_WHAT NEEDS TO BE DONE_
Take the listing below and print exactly the lines starting at the line containing "for name in &names" and ending at the line containing "pub fn first_tokens(&self, tag: &str)", both ends included, and no others.

_DATA EXTRACTS_
//! Command-line interface for contentmodel

#[cfg(feature = "cli")]
use clap::{Parser, Subcommand};

#[cfg(feature = "cli")]
use std::fs;
#[cfg(feature = "cli")]
use std::path::PathBuf;

#[cfg(feature = "cli")]
use tracing_subscriber::EnvFilter;

#[cfg(feature = "cli")]
use contentmodel::{
    compact, Checker, Document, Grammar, Limits, Node, Schema, SchemaAnalyzer, ValidationMode,
    Validator,
};

#[cfg(feature = "cli")]
#[derive(Parser, Debug)]
#[command(name = "contentmodel")]
#[command(author, version, about = "Content-model compiler and structural validator", long_about = None)]
struct Cli {
    /// Use strict resource limits
    #[arg(long, global = true)]
    strict_limits: bool,

    #[command(subcommand)]
    command: Commands,
}

#[cfg(feature = "cli")]
#[derive(Subcommand, Debug)]
enum Commands {
    /// Compile a JSON grammar into the compact encoding
    Compile {
        /// Path to the grammar file
        #[arg(value_name = "GRAMMAR")]
        grammar: PathBuf,

        /// Output file (defaults to stdout)
        #[arg(short, long)]
        output: Option<PathBuf>,

        /// Pretty print the output
        #[arg(short, long)]
        pretty: bool,
    },

    /// Validate an XML document against a schema
    Validate {
        /// Path to the schema (grammar or compact JSON)
        #[arg(short, long, value_name = "SCHEMA")]
        schema: PathBuf,

        /// Path to the XML file to validate
        #[arg(value_name = "FILE")]
        file: PathBuf,

        /// Validation mode: strict, lax or skip
        #[arg(short, long, default_value = "strict")]
        mode: String,
    },

    /// Summarize a schema and report design findings
    Check {
        /// Path to the schema (grammar or compact JSON)
        #[arg(value_name = "SCHEMA")]
        schema: PathBuf,
    },

    /// Find where a child can be inserted
    #[command(name = "insert-pos")]
    InsertPos {
        /// Path to the schema (grammar or compact JSON)
        #[arg(short, long, value_name = "SCHEMA")]
        schema: PathBuf,

        /// Parent element
        #[arg(long)]
        parent: String,

        /// Existing children, comma separated (`#text` for text)
        #[arg(long, value_delimiter = ',')]
        children: Vec<String>,

        /// Tag to insert
        #[arg(long)]
        tag: String,

        /// Report the last valid position instead of the first
        #[arg(long)]
        last: bool,
    },
}

#[cfg(feature = "cli")]
fn main() {
    tracing_subscriber::fmt()
        .with_env_filter(EnvFilter::try_from_default_env().unwrap_or_else(|_| EnvFilter::new("info")))
        .with_writer(std::io::stderr)
        .init();

    let cli = Cli::parse();
    let limits = if cli.strict_limits {
        Limits::strict()
    } else {
        Limits::default()
    };

    let result = match cli.command {
        Commands::Compile {
            grammar,
            output,
            pretty,
        } => cmd_compile(grammar, output, pretty, limits),
        Commands::Validate { schema, file, mode } => cmd_validate(schema, file, mode, limits),
        Commands::Check { schema } => cmd_check(schema, limits),
        Commands::InsertPos {
            schema,
            parent,
            children,
            tag,
            last,
        } => cmd_insert_pos(schema, parent, children, tag, last, limits),
    };

    if let Err(e) = result {
        eprintln!("Error: {}", e);
        std::process::exit(1);
    }
}

#[cfg(feature = "cli")]
fn cmd_compile(
    grammar_path: PathBuf,
    output: Option<PathBuf>,
    pretty: bool,
    limits: Limits,
) -> Result<(), Box<dyn std::error::Error>> {
    let grammar = Grammar::from_json(&fs::read_to_string(&grammar_path)?)?;
    let schema = Schema::from_grammar(&grammar, limits)?;
    for warning in schema.compile_warnings() {
        eprintln!("warning: {}", warning);
    }

    let json = compact::encode_to_string(&schema, pretty)?;
    match output {
        Some(path) => fs::write(path, json)?,
        None => println!("{}", json),
    }
    Ok(())
}

#[cfg(feature = "cli")]
fn cmd_validate(
    schema_path: PathBuf,
    file: PathBuf,
    mode: String,
    limits: Limits,
) -> Result<(), Box<dyn std::error::Error>> {
    let schema = Schema::from_file(&schema_path, limits)?;
    let doc = Document::from_file(&file)?;
    let mode: ValidationMode = mode.to_lowercase().parse()?;

    match Validator::new(&schema).with_mode(mode).validate_document(&doc) {
        Ok(()) => {
            println!("✓ Document is valid");
            Ok(())
        }
        Err(errors) => {
            println!("✗ Document is invalid");
            println!();
            println!("Errors:");
            for error in &errors {
                println!("  - {}", error);
            }
            std::process::exit(1);
        }
    }
}

#[cfg(feature = "cli")]
fn cmd_check(schema_path: PathBuf, limits: Limits) -> Result<(), Box<dyn std::error::Error>> {
    let schema = Schema::from_file(&schema_path, limits)?;
    let analyzer = SchemaAnalyzer::new(&schema);

    println!("=== Schema Summary ===");
    println!("Elements: {}", schema.len());
    println!("Start element: {}", schema.start().unwrap_or("(none)"));
    println!();
    for element in schema.elements() {
        let children: Vec<&str> = analyzer.children(element.name()).into_iter().collect();
        println!(
            "  {} ({}){}{}",
            element.name(),
            element.kind(),
            if element.is_text_allowed() { " text" } else { "" },
            if children.is_empty() {
                String::new()
            } else {
                format!(" -> {}", children.join(", "))
            }
        );
    }

    for warning in schema.compile_warnings() {
        println!("warning: {}", warning);
    }

    let findings = Checker::new(&schema).check();
    println!();
    if findings.is_empty() {
        println!("✓ No design findings");
    } else {
        println!("Findings:");
        for finding in &findings {
            println!("  - {}", finding);
        }
    }
    Ok(())
}

#[cfg(feature = "cli")]
fn cmd_insert_pos(
    schema_path: PathBuf,
    parent: String,
    children: Vec<String>,
    tag: String,
    last: bool,
    limits: Limits,
) -> Result<(), Box<dyn std::error::Error>> {
    let schema = Schema::from_file(&schema_path, limits)?;
    let element = schema.require(&parent)?;
    let nodes: Vec<Node> = children
        .iter()
        .map(|name| match name.as_str() {
            contentmodel::names::TEXT_TOKEN => Node::text("text"),
            name => Node::Element(contentmodel::Element::new(name)),
        })
        .collect();

    let pos = if last {
        element.find_last_valid_pos(&nodes, &tag)
    } else {
        element.find_first_valid_pos(&nodes, &tag)
    };
    match pos {
        Some(index) => println!("{}", index),
        None => {
            println!("✗ <{}> cannot be inserted into <{}>", tag, parent);
            std::process::exit(1);
        }
    }
    Ok(())
}

#[cfg(not(feature = "cli"))]
fn main() {
    eprintln!("CLI feature not enabled. Rebuild with --features cli");
    std::process::exit(1);
}
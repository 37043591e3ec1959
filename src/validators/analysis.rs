//! Whole-schema static analysis
//!
//! Answers structural questions about a compiled [`Schema`] without any
//! document at hand: which tokens can open an element's content, which
//! elements contain which, where an element is used inline (next to text)
//! or structurally, and what the start element can reach.

use indexmap::{IndexMap, IndexSet};

use super::ast::Token;
use super::automaton::{Label, State};
use super::elements::ElementSchema;
use super::expressions::Expression;
use super::schemas::Schema;

/// Analysis over one schema
#[derive(Debug, Clone)]
pub struct SchemaAnalyzer<'s> {
    schema: &'s Schema,
    children: IndexMap<&'s str, IndexSet<String>>,
    parents: IndexMap<String, IndexSet<&'s str>>,
}

impl<'s> SchemaAnalyzer<'s> {
    /// Index the parent/child relations of a schema
    pub fn new(schema: &'s Schema) -> Self {
        let mut children = IndexMap::new();
        let mut parents: IndexMap<String, IndexSet<&'s str>> = IndexMap::new();
        for element in schema.elements() {
            let names: IndexSet<String> = element
                .expression()
                .allowed_tokens()
                .iter()
                .filter(|t| !t.is_text())
                .map(|t| t.name().to_string())
                .collect();
            for name in &names {
                parents.entry(name.clone()).or_default().insert(element.name());
            }
            children.insert(element.name(), names);
        }
        Self {
            schema,
            children,
            parents,
        }
    }

    /// Analyzed schema
    pub fn schema(&self) -> &'s Schema {
        self.schema
    }

    /// Tokens that can open the content of `tag`, one group per branch
    ///
    /// Interleaves give one group per block. Otherwise the transitions
    /// leaving the start state are grouped by the state they lead to.
    pub fn first_tokens(&self, tag: &str) -> Vec<IndexSet<Token>> {
        let Some(element) = self.schema.element_schema(tag) else {
            return Vec::new();
        };
        match element.expression() {
            Expression::Interleave(expr) => expr
                .components()
                .iter()
                .map(|automaton| automaton.expected(State::Start).into_iter().collect())
                .collect(),
            Expression::Dfa(expr) => {
                let mut branches: IndexMap<State, IndexSet<Token>> = IndexMap::new();
                if let Some(edges) = expr.automaton().edges(State::Start) {
                    for (label, target) in edges {
                        if let Label::Token(token) = label {
                            branches.entry(*target).or_default().insert(token.clone());
                        }
                    }
                }
                branches.into_values().collect()
            }
        }
    }

    /// Check if some path through the content of `tag` allows text
    ///
    /// Not exclusive with [`is_structured`](Self::is_structured): mixed
    /// content is both.
    pub fn is_text(&self, tag: &str) -> bool {
        self.schema
            .element_schema(tag)
            .is_some_and(ElementSchema::is_text_allowed)
    }

    /// Check if some path through the content of `tag` allows elements
    pub fn is_structured(&self, tag: &str) -> bool {
        self.schema.contains(tag) && !self.children(tag).is_empty()
    }

    /// Check if the content of `tag` is necessarily empty
    pub fn is_empty(&self, tag: &str) -> bool {
        self.schema
            .element_schema(tag)
            .is_some_and(|e| e.expression().allowed_tokens().is_empty())
    }

    /// Elements allowed directly inside `tag`
    pub fn children(&self, tag: &str) -> IndexSet<&str> {
        self.children
            .get(tag)
            .map(|names| names.iter().map(String::as_str).collect())
            .unwrap_or_default()
    }

    /// Elements allowing `tag` directly inside them
    pub fn parents(&self, tag: &str) -> IndexSet<&'s str> {
        self.parents.get(tag).cloned().unwrap_or_default()
    }

    /// Elements reachable below `tag` at any depth
    pub fn descendants(&self, tag: &str) -> IndexSet<String> {
        let mut found: IndexSet<String> = IndexSet::new();
        let mut stack: Vec<String> = self.children(tag).into_iter().map(str::to_string).collect();
        while let Some(name) = stack.pop() {
            if found.insert(name.clone()) {
                stack.extend(self.children(&name).into_iter().map(str::to_string));
            }
        }
        found
    }

    /// Elements containing `tag` at any depth
    pub fn ancestors(&self, tag: &str) -> IndexSet<&'s str> {
        let mut found: IndexSet<&'s str> = IndexSet::new();
        let mut stack: Vec<&'s str> = self.parents(tag).into_iter().collect();
        while let Some(name) = stack.pop() {
            if found.insert(name) {
                stack.extend(self.parents(name));
            }
        }
        found
    }

    /// Parents of `tag` whose content also allows text
    pub fn used_inline_by(&self, tag: &str) -> IndexSet<&'s str> {
        self.parents_where(tag, |parent| parent.is_text_allowed())
    }

    /// Parents of `tag` whose content does not allow text
    pub fn used_structured_by(&self, tag: &str) -> IndexSet<&'s str> {
        self.parents_where(tag, |parent| !parent.is_text_allowed())
    }

    /// Start element and everything below it; empty without a start element
    pub fn reachable_from_start(&self) -> IndexSet<String> {
        let Some(start) = self.schema.start() else {
            return IndexSet::new();
        };
        let mut reachable = IndexSet::from([start.to_string()]);
        reachable.extend(self.descendants(start));
        reachable
    }

    /// Child names used in content models but never declared, with the
    /// elements using them
    pub fn undeclared_references(&self) -> Vec<(&'s str, String)> {
        let mut missing = Vec::new();
        for (parent, names) in &self.children {
            for name in names {
                if !self.schema.contains(name) {
                    missing.push((*parent, name.clone()));
                }
            }
        }
        missing
    }

    fn parents_where<F>(&self, tag: &str, predicate: F) -> IndexSet<&'s str>
    where
        F: Fn(&ElementSchema) -> bool,
    {
        self.parents(tag)
            .into_iter()
            .filter(|name| self.schema.element_schema(name).is_some_and(&predicate))
            .collect()
    }
}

_SOLUTION TO THIS PROBLEM_
            for name in &names {
                parents.entry(name.clone()).or_default().insert(element.name());
            }
            children.insert(element.name(), names);
        }
        Self {
            schema,
            children,
            parents,
        }
    }

    /// Analyzed schema
    pub fn schema(&self) -> &'s Schema {
        self.schema
    }

    /// Tokens that can open the content of `tag`, one group per branch
    ///
    /// Interleaves give one group per block. Otherwise the transitions
    /// leaving the start state are grouped by the state they lead to.
    pub fn first_tokens(&self, tag: &str) -> Vec<IndexSet<Token>> {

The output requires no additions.